In fact, we know based on experience in Europe, the United States, and countries like Malaysia that business as usual will lead to the destruction of about 85 percent [PDF] of original forests in any given country. That means that almost any forest protected through carbon conservation would have fallen without it. To save governments the impossible task of figuring out which forests would have fallen and which wouldn't, it would be better to incentivize the protection of all pristine forests and, to be conservative, discount the value of their protection by, say, 50 percent (i.e., in most cases, reductions in energy pollution would be worth twice a forest saved).

Because of how cheap tropical forest conservation is, that wouldn't price many forests out of the carbon conservation market but would ensure that all forests and all forested countries, including those with strong preexisting forest protections, would benefit from carbon finance. (Of course, it's also a good idea to put a premium on the conservation of high biodiversity lands and lands close to the agricultural frontier that are in imminent danger of destruction.)

So what's to be done? Sens. Bernie Sanders and Bob Corker have teamed up to strip the Lieberman-Warner bill of its international offset provisions, preventing any climate funds from going to international forest conservation. That would achieve bigger reductions in pollution from energy sources, but it isn't likely to get that much support, as it would cause a significant increase in costs and leave a huge part of climate pollution uncovered.

But there is a way that could provide a guarantee for funding for conservation while allowing us to quickly and cheaply meet the biological imperative of large and rapid reductions in global warming pollution: change the way we look at those offsets. So far, they've been seen largely as a cost-containment measure. But that's not the only way to look at them. Instead, they could be seen as a way to achieve deep cuts more quickly and affordably than in current legislation. Currently, the Lieberman-Warner legislation would only generate a 71 percent reduction in greenhouse gases by 2050 and wouldn't achieve nearer-term reductions as fast as scientists say is necessary.
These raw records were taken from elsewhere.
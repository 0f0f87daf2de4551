//! Resolved semantics of syntax nodes.
//!
//! A [`SemanticResult`] is a closed variant set: a type, a compile-time value,
//! an ambiguous set of candidates, or unknown. Wrapper kinds (pointer, array,
//! member reference, template parameter binding...) own their inner result;
//! links back to declarations are shared handles into the symbol table.

pub mod compare;
pub mod result;
pub mod strip;
pub mod value;

pub use compare::{is_equal, is_implicitly_convertible};
pub use result::{
  AbstractType, AliasType, DelegateType, MemberSymbol, SemanticResult, TemplateBindings, TemplateParameterSymbol,
  TypeKind, UfcsTag, UserDefinedType, UserTypeKind,
};
pub use strip::{strip_aliases, strip_all, strip_wrapper_layers};
pub use value::{ConstValue, SymbolValue};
How could Lieberman-Warner be fixed and the Markey bill perfected? One way is to allow polluters to meet a greater proportion of their pollution cuts through forestry programs, saving them money. In exchange, they'd have to agree to meet much higher overall targets for pollution reduction, including more, relatively modest reductions from the energy sector. (Of course, this isn't a full remedy; the Lieberman-Warner bill's trillion dollar-plus windfall for polluters remains a major problem under this scenario.) Greenpeace has made an exciting and somewhat similar hybrid proposal on the international level to ensure high levels of funding for forest protection while bolstering more ambitious greenhouse gas targets).
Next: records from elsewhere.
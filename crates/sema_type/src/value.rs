use std::fmt;

use ordered_float::OrderedFloat;

use crate::result::AbstractType;

#[derive(Debug, Clone, PartialEq, Eq, Hash)]
pub enum ConstValue {
  Int(i64),
  Float(OrderedFloat<f64>),
  Bool(bool),
  Char(char),
  String(String),
  Array(Vec<ConstValue>),
  Tuple(Vec<ConstValue>),
  Null,
}

impl ConstValue {
  pub fn as_int(&self) -> Option<i64> {
    match self {
      ConstValue::Int(v) => Some(*v),
      ConstValue::Char(c) => Some(*c as i64),
      ConstValue::Bool(b) => Some(*b as i64),
      _ => None,
    }
  }

  pub fn as_float(&self) -> Option<f64> {
    match self {
      ConstValue::Float(v) => Some(v.0),
      _ => self.as_int().map(|v| v as f64),
    }
  }

  pub fn as_bool(&self) -> Option<bool> {
    match self {
      ConstValue::Bool(b) => Some(*b),
      ConstValue::Int(v) => Some(*v != 0),
      ConstValue::Null => Some(false),
      _ => None,
    }
  }

  /// Element count of strings and arrays.
  pub fn length(&self) -> Option<usize> {
    match self {
      ConstValue::String(s) => Some(s.chars().count()),
      ConstValue::Array(items) | ConstValue::Tuple(items) => Some(items.len()),
      _ => None,
    }
  }
}

impl fmt::Display for ConstValue {
  fn fmt(
    &self,
    f: &mut fmt::Formatter<'_>,
  ) -> fmt::Result {
    match self {
      ConstValue::Int(v) => write!(f, "{}", v),
      ConstValue::Float(v) => write!(f, "{}", v),
      ConstValue::Bool(v) => write!(f, "{}", v),
      ConstValue::Char(c) => write!(f, "{:?}", c),
      ConstValue::String(s) => write!(f, "{:?}", s),
      ConstValue::Array(items) | ConstValue::Tuple(items) => {
        write!(f, "[")?;
        for (i, item) in items.iter().enumerate() {
          if i > 0 {
            write!(f, ", ")?;
          }
          write!(f, "{}", item)?;
        }
        write!(f, "]")
      },
      ConstValue::Null => write!(f, "null"),
    }
  }
}

/// A compile-time value together with the type it was evaluated as.
#[derive(Debug, Clone, PartialEq)]
pub struct SymbolValue {
  pub value: ConstValue,
  pub ty: AbstractType,
}

impl SymbolValue {
  pub fn new(
    value: ConstValue,
    ty: AbstractType,
  ) -> Self {
    Self { value, ty }
  }
}

#[cfg(test)]
mod tests {
  use super::*;

  #[test]
  fn test_length_of_string_and_array() {
    assert_eq!(ConstValue::String("héllo".into()).length(), Some(5));
    assert_eq!(ConstValue::Array(vec![ConstValue::Int(1), ConstValue::Int(2)]).length(), Some(2));
    assert_eq!(ConstValue::Int(3).length(), None);
  }

  #[test]
  fn test_numeric_views() {
    assert_eq!(ConstValue::Char('a').as_int(), Some(97));
    assert_eq!(ConstValue::Int(2).as_float(), Some(2.0));
    assert_eq!(ConstValue::Int(0).as_bool(), Some(false));
  }
}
This way, instead of aiming for 80 percent reductions by 2050, we could shoot for more than 90 percent or go even further to meet or exceed a 100 percent reduction rate. That's possible because a vast expansion of the world's forest carbon sinks along with a major clean energy transformation could actually mean that the earth is absorbing more carbon dioxide every year than it is emitting. That's the kind of breakthrough progress possible only through a real focus on protecting our forests and restoring the forests that we've already destroyed, both in the United States and around the world.

Of course, a massive tree-planting effort will require strong ecological protections of its own, and this is an area in which both bills could also be improved. Both bills include guidelines that favor the planting of native species so that these extensive new forests aren't just mono-cultural green deserts. But the bills need to go further to include explicit instructions that forests should be planted in a way that will enhance clean water and protect wildlife, avoiding the many problems that have bedeviled European forestry.

In short, robust forest conservation programs are essential to solving the climate crisis and achieving broad political support. In the same way that the clean energy revolution will bring prosperity, health, and a living planet to communities around the country and the world, powerful incentives to protect and restore the earth's forests will deliver major gains in greenhouse gas reduction, saving endangered species, and delivering prosperity to communities around the United States and the world by providing far more resources for development than traditional agriculture ever could.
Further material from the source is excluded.